The answer’s a very sad “yes.” Despite the fact that nearly 300 million people use Google News, somehow I’m able to determine what they see when they search for specific topics by merely changing a single word in my author profile.

I put the word “Spiderman” in my profile and, to the infinite amusement of my inner child, I became synonymous with “quantum computing Spiderman” in Google News.

This was no small feat considering the amount of delightful quantum bullshit Marvel packs into the MCU.

There are a lot of news stories that discuss Spiderman and quantum physics. None of them were written by me. But that doesn’t stop the Google News algorithm from giving my unrelated pieces head-of-the-line privileges in search results.

I didn’t stop at Spiderman. As a child, Spiderman was my favorite superhero. But Voltron was my favorite cartoon.

If you go to Google News right now (as of the time of this article’s publishing) and do a search for any of the following terms, you’ll find a significant portion of the results returned by the algorithm were written by me.

  • Artificial intelligence Voltron
  • Quantum Voltron
  • STEM Voltron
  • Physics Voltron

Keep in mind, I’ve never actually written about Voltron. That’s why the algorithm won’t return any results for my work if you just search for “Voltron” on its own.

Google’s News algorithms work like recommendation models despite the fact they’re actually deterministic.

The actual text in my profile appears on each article I write. If I change my author profile, the algorithm changes the Google News search results.

Beyond Voltron, aka the scary part

It’s a safe bet my ability to make one of the world’s most popular news aggregators surface my work at will is a bug and not a feature.

But, technically speaking, I’m not doing anything wrong. I didn’t sign a contract with Google stating I wouldn’t change my TNW author profile. This is a Google problem. And it’s way bigger than me or TNW.

If I can accidentally stumble onto a way to turn Google News into a sandbox for my journalistic shenanigans, what could someone with genuinely nefarious intentions accomplish?

It’s likely Google will fix this issue at some point. Perhaps some developer will change a single line of code somewhere in the giant Google haystack, and the algorithm will stop crawling author pages. It’ll be like none of this ever happened.

But what about the next AI model? Can doctors or insurance companies exploit Google’s medical AI? Can governments or corporations exploit the algorithms running Google Search? Can extremists exploit YouTube’s recommendation engine?

These problems are not unique to Google. Nearly every big tech company from Meta to Amazon uses RL agents that train on public data to make recommendations and determinations.

Just ask Microsoft about Tay, the RL-powered chatbot it stupidly allowed to train on interactions with the general public.

RL models give big tech companies the ability to service clients, customers, and users at scales that would otherwise be unfathomable. Without them, none of the big tech companies would have the reach (and worth) they currently do.

But they don’t necessarily make things better. It should scare everyone to know that streaming entertainment, social media, and news aggregator surfacing algorithms all operate on the same general principles.
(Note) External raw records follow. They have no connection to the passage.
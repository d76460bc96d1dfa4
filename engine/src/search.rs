use serde_json::Value;

/// Pulls the result list out of a security-definition search payload and keeps
/// only entries that name both a contract id and a symbol.
pub fn extract_results(payload: &Value) -> Vec<Value> {
    let list: &[Value] = match payload {
        Value::Array(items) => items.as_slice(),
        Value::Object(obj) => obj.values().find_map(Value::as_array).map(Vec::as_slice).unwrap_or_default(),
        _ => &[],
    };
    list.iter().filter(|r| is_tradable(r)).cloned().collect()
}

fn is_tradable(entry: &Value) -> bool {
    let present = |key: &str| match entry.get(key) {
        Some(Value::String(s)) => !s.is_empty(),
        Some(Value::Number(n)) => n.as_f64().is_some_and(|f| f != 0.0),
        Some(Value::Bool(b)) => *b,
        Some(Value::Array(_) | Value::Object(_)) => true,
        _ => false,
    };
    present("conid") && present("symbol")
}

#[cfg(test)]
mod tests {
    use super::*;
    use serde_json::json;

    #[test]
    fn keeps_complete_entries_from_array() {
        let payload = json!([
            {"conid": 265598, "symbol": "AAPL", "companyName": "APPLE INC"},
            {"conid": "", "symbol": "AAPL"},
            {"symbol": "MSFT"},
            {"conid": 0, "symbol": "ZERO"}
        ]);
        assert_eq!(extract_results(&payload), vec![json!({"conid": 265598, "symbol": "AAPL", "companyName": "APPLE INC"})]);
    }

    #[test]
    fn takes_first_array_field_of_object() {
        let payload = json!({"count": 1, "results": [{"conid": "12087792", "symbol": "EUR.USD"}], "other": [{"conid": 1, "symbol": "X"}]});
        assert_eq!(extract_results(&payload), vec![json!({"conid": "12087792", "symbol": "EUR.USD"})]);
    }

    #[test]
    fn unexpected_shapes_yield_nothing() {
        assert!(extract_results(&json!({"error": "no match"})).is_empty());
        assert!(extract_results(&json!("x")).is_empty());
        assert!(extract_results(&Value::Null).is_empty());
    }
}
If it’s easier for a journalist to decide which articles you read by gaming the algorithm than producing quality work, it’s going to be exponentially harder for people who write quality work to reach human audiences.

The bottom line is: no matter how you feel about the current state of journalism, it can definitely get worse. And, with algorithms like Google’s in charge, it almost certainly will.

I’m probably not the first reporter, SEO engineer, or influencer to stumble onto a simple-yet-effective exploit like this. I definitely won’t be the last.

Fix your shit Google.

Update 2/24, 0639: An earlier version of this article incorrectly asserted that TNW author profile text does not show up on article pages. This has been changed to reflect that the text does show up on each article.